**Task to carry out:** Pull out every line below holding the word "Result".

--- Records supplied Enclosed Below ---

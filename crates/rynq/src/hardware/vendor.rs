//! PCIe platform driven by a vendor runtime

use super::{DeviceInfo, Hardware};
use crate::accelerator::{Accelerator, VendorAccelerator};
use crate::config::{AcceleratorParameters, DataMoverParameters, HardwareParameters};
use crate::datamover::{DataMover, VendorDataMover};
use crate::error::{Error, Result};
use crate::platform::{DeviceMemory, VendorRuntime};
use std::sync::Arc;

/// A card programmed through its vendor runtime
///
/// The container named by the parameters is loaded when the platform is
/// created and again on every [`reset`](Hardware::reset).
pub struct VendorPlatform<R> {
    runtime: Arc<R>,
    xclbin: String,
    device_index: u32,
}

impl<R> VendorPlatform<R>
where
    R: VendorRuntime + DeviceMemory + 'static,
{
    pub fn new(parameters: &HardwareParameters, runtime: Arc<R>) -> Result<Self> {
        let start = std::time::Instant::now();

        let HardwareParameters::Vendor { xclbin, device_index } = parameters else {
            return Err(Error::IncompatibleParameter(
                "vendor platform needs vendor hardware parameters".to_string(),
            ));
        };
        if xclbin.is_empty() {
            return Err(Error::Configuration("cannot work with an empty xclbin path".to_string()));
        }

        let platform = Self {
            runtime,
            xclbin: xclbin.clone(),
            device_index: *device_index,
        };
        platform.reset()?;

        let duration_us = start.elapsed().as_micros() as u64;
        tracing::debug!(
            duration_us = duration_us,
            xclbin = %platform.xclbin,
            device_index = platform.device_index,
            "vendor_platform_created"
        );
        Ok(platform)
    }

    pub fn runtime(&self) -> &Arc<R> {
        &self.runtime
    }

    pub fn device_index(&self) -> u32 {
        self.device_index
    }

    fn check_device(&self, device: u32) -> Result<()> {
        if device != self.device_index {
            return Err(Error::IncompatibleParameter(format!(
                "device {device} requested from the platform of device {}",
                self.device_index
            )));
        }
        Ok(())
    }
}

impl<R> Hardware for VendorPlatform<R>
where
    R: VendorRuntime + DeviceMemory + 'static,
{
    #[tracing::instrument(skip(self), fields(xclbin = %self.xclbin))]
    fn reset(&self) -> Result<()> {
        self.runtime.load(&self.xclbin)
    }

    fn query(&self) -> Result<DeviceInfo> {
        self.runtime.device_info()
    }

    fn accelerator(&self, parameters: &AcceleratorParameters) -> Result<Accelerator> {
        let AcceleratorParameters::Vendor { device, kernel } = parameters else {
            return Err(Error::IncompatibleParameter(
                "vendor platform needs vendor accelerator parameters".to_string(),
            ));
        };
        self.check_device(*device)?;

        let runtime: Arc<dyn VendorRuntime> = self.runtime.clone();
        let backend = VendorAccelerator::open(runtime, kernel)?;
        Ok(Accelerator::new(Arc::new(backend)))
    }

    fn data_mover(&self, parameters: &DataMoverParameters) -> Result<DataMover> {
        let DataMoverParameters::Vendor { device, memory_bank } = parameters else {
            return Err(Error::IncompatibleParameter(
                "vendor platform needs vendor data mover parameters".to_string(),
            ));
        };
        self.check_device(*device)?;

        let memory: Arc<dyn DeviceMemory> = self.runtime.clone();
        Ok(DataMover::new(Arc::new(VendorDataMover::new(memory, *memory_bank))))
    }
}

--- End of Enclosed Records supplied ---

**Problem solution:**
use crate::error::{Error, Result};
    pub fn new(parameters: &HardwareParameters, runtime: Arc<R>) -> Result<Self> {
    fn check_device(&self, device: u32) -> Result<()> {
    fn reset(&self) -> Result<()> {
    fn query(&self) -> Result<DeviceInfo> {
    fn accelerator(&self, parameters: &AcceleratorParameters) -> Result<Accelerator> {
    fn data_mover(&self, parameters: &DataMoverParameters) -> Result<DataMover> {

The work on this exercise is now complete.